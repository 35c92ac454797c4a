use cryptoxide::{digest::Digest as _, sha2::Sha256};
use epochnet_codec::{
    decode::{self, Decode, Decoder},
    encode::{Encode, Encoder},
    to_vec,
    utils::Bytes,
};

use super::{CheckpointBeacon, Hash, InvVector, SHA256_LEN};

#[derive(Debug, Clone, PartialEq, Eq)]
pub struct Secp256k1Signature {
    pub r: Bytes,
    pub s: Bytes,
}

const SECP256K1_SIGNATURE_FIELDS: &[&str] = &["r", "s"];

impl Encode for Secp256k1Signature {
    fn encode(&self, e: &mut Encoder) {
        e.table(2).encode(&self.r).encode(&self.s);
    }
}

impl Decode for Secp256k1Signature {
    const MIN_LEN: usize = 2 + 4 + 4;

    fn decode(d: &mut Decoder<'_>) -> Result<Self, decode::Error> {
        let mut t = d.table("Secp256k1Signature", SECP256K1_SIGNATURE_FIELDS)?;
        let r = t.required(d)?;
        let s = t.required(d)?;
        t.finish(d)?;

        Ok(Self { r, s })
    }
}

/// Signature bytes as produced by the block producer; never verified here
#[derive(Debug, Clone, PartialEq, Eq)]
pub enum Signature {
    Secp256k1(Secp256k1Signature),
}

impl Encode for Signature {
    fn encode(&self, e: &mut Encoder) {
        match self {
            Signature::Secp256k1(x) => e.tag(0).encode(x),
        };
    }
}

impl Decode for Signature {
    const MIN_LEN: usize = 1 + Secp256k1Signature::MIN_LEN;

    fn decode(d: &mut Decoder<'_>) -> Result<Self, decode::Error> {
        match d.tag()? {
            0 => Ok(Signature::Secp256k1(d.decode()?)),
            x => Err(decode::Error::unknown_variant("Signature", x)),
        }
    }
}

#[derive(Debug, Clone, PartialEq, Eq)]
pub struct LeadershipProof {
    pub block_sig: Signature,
    pub influence: u64,
}

const LEADERSHIP_PROOF_FIELDS: &[&str] = &["block_sig", "influence"];

impl Encode for LeadershipProof {
    fn encode(&self, e: &mut Encoder) {
        e.table(2).encode(&self.block_sig).u64(self.influence);
    }
}

impl Decode for LeadershipProof {
    const MIN_LEN: usize = 2 + Signature::MIN_LEN + 8;

    fn decode(d: &mut Decoder<'_>) -> Result<Self, decode::Error> {
        let mut t = d.table("LeadershipProof", LEADERSHIP_PROOF_FIELDS)?;
        let block_sig = t.required(d)?;
        let influence = t.required(d)?;
        t.finish(d)?;

        Ok(Self {
            block_sig,
            influence,
        })
    }
}

#[derive(Debug, Clone, PartialEq, Eq)]
pub struct BlockHeader {
    pub version: u32,
    pub beacon: CheckpointBeacon,
    pub hash_merkle_root: Hash,
    pub proof: LeadershipProof,
}

impl BlockHeader {
    /// SHA256 of the encoded header, the identity of the block it heads
    pub fn hash(&self) -> Hash {
        let mut hasher = Sha256::new();
        hasher.input(&to_vec(self));

        let mut digest = [0u8; SHA256_LEN];
        hasher.result(&mut digest);

        Hash::Sha256(digest)
    }
}

const BLOCK_HEADER_FIELDS: &[&str] = &["version", "beacon", "hash_merkle_root", "proof"];

impl Encode for BlockHeader {
    fn encode(&self, e: &mut Encoder) {
        e.table(4)
            .u32(self.version)
            .encode(&self.beacon)
            .encode(&self.hash_merkle_root)
            .encode(&self.proof);
    }
}

impl Decode for BlockHeader {
    fn decode(d: &mut Decoder<'_>) -> Result<Self, decode::Error> {
        let mut t = d.table("BlockHeader", BLOCK_HEADER_FIELDS)?;
        let version = t.required(d)?;
        let beacon = t.required(d)?;
        let hash_merkle_root = t.required(d)?;
        let proof = t.required(d)?;
        t.finish(d)?;

        Ok(Self {
            version,
            beacon,
            hash_merkle_root,
            proof,
        })
    }
}

/// Transaction body, carried as an opaque blob
#[derive(Debug, Clone, PartialEq, Eq)]
pub struct Transaction(pub Bytes);

impl Encode for Transaction {
    fn encode(&self, e: &mut Encoder) {
        e.encode(&self.0);
    }
}

impl Decode for Transaction {
    const MIN_LEN: usize = 4;

    fn decode(d: &mut Decoder<'_>) -> Result<Self, decode::Error> {
        d.decode().map(Transaction)
    }
}

/// A block as relayed between peers
///
/// The transaction count travels explicitly next to the transaction list and
/// both must agree. In memory the count is derived from the list so the two
/// can't drift apart.
#[derive(Debug, Clone, PartialEq, Eq)]
pub struct Block {
    pub header: BlockHeader,
    pub txns: Vec<Transaction>,
}

impl Block {
    pub fn txn_count(&self) -> u32 {
        self.txns.len() as u32
    }

    pub fn hash(&self) -> Hash {
        self.header.hash()
    }

    pub fn inv_vector(&self) -> InvVector {
        InvVector::block(self.hash())
    }
}

const BLOCK_FIELDS: &[&str] = &["header", "txn_count", "txns"];

impl Encode for Block {
    fn encode(&self, e: &mut Encoder) {
        e.table(3)
            .encode(&self.header)
            .u32(self.txn_count())
            .encode(&self.txns);
    }
}

impl Decode for Block {
    fn decode(d: &mut Decoder<'_>) -> Result<Self, decode::Error> {
        let mut t = d.table("Block", BLOCK_FIELDS)?;
        let header = t.required(d)?;
        let txn_count: u32 = t.required(d)?;
        let txns: Vec<Transaction> = t.required(d)?;
        t.finish(d)?;

        if txn_count as usize != txns.len() {
            return Err(decode::Error::message(format!(
                "block declares {txn_count} transactions but carries {}",
                txns.len()
            )));
        }

        Ok(Self { header, txns })
    }
}

#[cfg(test)]
pub(crate) mod tests {
    use super::*;
    use epochnet_codec::{from_slice, from_slice_with_limits, Limits};

    pub fn sample_block(checkpoint: u32, txns: usize) -> Block {
        Block {
            header: BlockHeader {
                version: 1,
                beacon: CheckpointBeacon {
                    checkpoint,
                    hash_prev_block: Hash::Sha256([checkpoint as u8; 32]),
                },
                hash_merkle_root: Hash::Sha256([0xaa; 32]),
                proof: LeadershipProof {
                    block_sig: Signature::Secp256k1(Secp256k1Signature {
                        r: vec![1; 32].into(),
                        s: vec![2; 32].into(),
                    }),
                    influence: 99,
                },
            },
            txns: (0..txns)
                .map(|i| Transaction(vec![i as u8; 10].into()))
                .collect(),
        }
    }

    #[test]
    fn txn_count_mismatch_is_malformed() {
        let block = sample_block(3, 2);

        let mut e = Encoder::new();
        e.table(3).encode(&block.header).u32(5).encode(&block.txns);

        let err = from_slice::<Block>(&e.into_inner()).unwrap_err();
        assert!(matches!(err, decode::Error::Malformed(_)));
    }

    #[test]
    fn block_identity_follows_header_only() {
        let a = sample_block(3, 2);
        let mut b = a.clone();
        b.txns.pop();

        assert_eq!(a.hash(), b.hash());
        assert_ne!(a.hash(), sample_block(4, 2).hash());
    }

    #[test]
    fn deep_block_hits_depth_limit() {
        let bytes = to_vec(&sample_block(1, 1));

        let limits = Limits {
            max_depth: 2,
            ..Limits::default()
        };

        let err = from_slice_with_limits::<Block>(&bytes, limits).unwrap_err();

        assert!(matches!(
            err,
            decode::Error::ResourceLimitExceeded {
                what: "nesting depth",
                ..
            }
        ));

        assert!(from_slice::<Block>(&bytes).is_ok());
    }

    #[test]
    fn unknown_signature_variant() {
        let mut e = Encoder::new();
        e.table(2).tag(7);

        let err = from_slice::<LeadershipProof>(&e.into_inner()).unwrap_err();

        assert_eq!(
            err,
            decode::Error::UnknownVariant {
                union: "Signature",
                tag: 7
            }
        );
    }
}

Directions >>
Which lines of the data include "matches"? Copy each of them.

Finished task >>
        assert!(matches!(err, decode::Error::Malformed(_)));
        assert!(matches!(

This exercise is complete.